With the Third Reich in its final death throes, in March 1945 the division was hastily renamed the First Division of the Ukrainian National Army, but as the Swedish historian Per Anders Rudling has pointed out: “On 28 April 1945, nine days before the surrender of the division to the British and Americans in Austria, the division’s journal Do Boiu!/Zum Kampf! still carried the SS symbol, the Siegrunen, and the subtitle Ukrainian military journal of the Grenadier Division of the Waffen-SS in its letterhead. It carried a large tribute to SS-Brigadenfuehrer Fritz Freitag on his 51st birthday and an article about the struggle of the German capital and enthusiastic accounts about how ‘the forces of Bandera’ and the UPA [Ukrainian Insurgent Army] fought the Judeocommunist intruders.”

The captured Ukrainians were kept first in Austria and then transferred to the Italian resort town of Rimini.

Britain and the US turned down requests by the Soviet Union to have the prisoners repatriated on the grounds that they had been born in pre-war Poland so the Yalta agreements on prisoner exchanges did not apply.

The truth was that with the cold war well under way Britain was unwilling to hand over a potential military ally to face Soviet justice.
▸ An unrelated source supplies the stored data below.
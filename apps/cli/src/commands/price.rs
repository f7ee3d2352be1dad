//! `costwise price <id>`
//!
//! Single-item policy: the item carries the whole monthly operating cost
//! pool, spread over its own expected monthly units.

use serde::Serialize;
use tracing::debug;

use super::item::load_item;
use crate::config::AppConfig;
use crate::error::AppResult;
use crate::report::{field, Render};
use costwise_core::pricing::{calculate_unit_price, PriceBreakdown, PriceInput};
use costwise_core::{Item, Money};
use costwise_db::Database;

/// Summary report for one item.
#[derive(Debug, Clone, Serialize)]
pub struct PriceReport {
    pub item: Item,
    pub quantity: i64,
    pub monthly_operating_costs: Money,
    pub breakdown: PriceBreakdown,
    /// `profit_per_unit × expected_monthly_units`
    pub expected_monthly_profit: Money,
}

impl Render for PriceReport {
    fn render(&self, config: &AppConfig) -> String {
        let b = &self.breakdown;
        let units = self.item.expected_monthly_units;
        let mut out = format!("Summary Report: #{} {}\n", self.item.id, self.item.name);

        out.push_str("\nCost Breakdown\n");
        out.push_str(&field("Base Cost", config.money(b.base_cost)));
        out.push_str(&field("Subproducts Total", config.money(b.subproducts_cost)));
        out.push_str(&field(
            "Operating Cost per Unit",
            format!(
                "{}  ({}/month ÷ {} units)",
                config.money(b.operating_cost_per_unit),
                config.money(self.monthly_operating_costs),
                units
            ),
        ));
        out.push_str(&field("Total Direct Cost", config.money(b.total_direct_cost)));

        out.push_str("\nPricing\n");
        out.push_str(&field(
            &format!("Markup ({})", self.item.markup),
            config.money(b.markup_amount),
        ));
        out.push_str(&field("Price Before Tax", config.money(b.price_after_markup)));
        out.push_str(&field(
            &format!("Tax ({})", self.item.tax_rate),
            config.money(b.tax_amount),
        ));
        out.push_str(&field("Final Price", config.money(b.final_price_per_unit)));

        if let Some(package) = &b.package {
            out.push_str("\nPackage\n");
            out.push_str(&field("Units per Package", self.item.units_per_package));
            out.push_str(&field("Package Price", config.money(package.package_price)));
            out.push_str(&field("Cost per Unit", config.money(package.cost_per_unit)));
        }

        out.push_str("\nOperating Costs\n");
        out.push_str(&field("Monthly Operating Costs", config.money(self.monthly_operating_costs)));
        out.push_str(&field("Expected Monthly Units", units));
        out.push_str(&field("Operating Cost per Unit", config.money(b.operating_cost_per_unit)));

        out.push_str("\nProfitability\n");
        out.push_str(&field("Gross Margin", format!("{:.2}%", b.gross_margin_percent)));
        out.push_str(&field("Profit per Unit", config.money(b.profit_per_unit)));
        out.push_str(&field(
            &format!("Expected monthly profit ({} units)", units),
            config.money(self.expected_monthly_profit),
        ));

        if self.quantity != 1 {
            out.push_str("\nOrder\n");
            out.push_str(&field("Quantity", self.quantity));
            out.push_str(&field("Total Price", config.money(b.total_price)));
            out.push_str(&field("Total Profit", config.money(b.total_profit)));
        }

        out
    }
}

pub async fn price(db: &Database, id: i64, quantity: i64) -> AppResult<PriceReport> {
    let item = load_item(db, id).await?;
    let subproducts_cost = db.bom().total_for_parent(id).await?;
    let monthly_operating_costs = db.operating_costs().monthly_total().await?;

    let input = PriceInput::for_item(&item, subproducts_cost, monthly_operating_costs, quantity);
    let breakdown = calculate_unit_price(&input);
    debug!(id, final_price = %breakdown.final_price_per_unit, "Item priced");

    Ok(PriceReport {
        expected_monthly_profit: breakdown.profit_per_unit * item.expected_monthly_units,
        item,
        quantity,
        monthly_operating_costs,
        breakdown,
    })
}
In April 1947, the Attlee Cabinet took the decision to transfer the Galizia Division to Britain.

Whereas in Italy its members were designated as surrendered enemy personnel, Britain reclassified them as prisoners of war.

During May and June of 1947, 8,570 Ukrainians were transported by sea from Venice to Britain.

Instead of a thorough investigation for probable links to war crimes, the Galizia Division veterans were admitted with only peremptory screening.

After a few months in detention camps, where the Cannock Chase Ukrainians died, the majority were freed into civilian life.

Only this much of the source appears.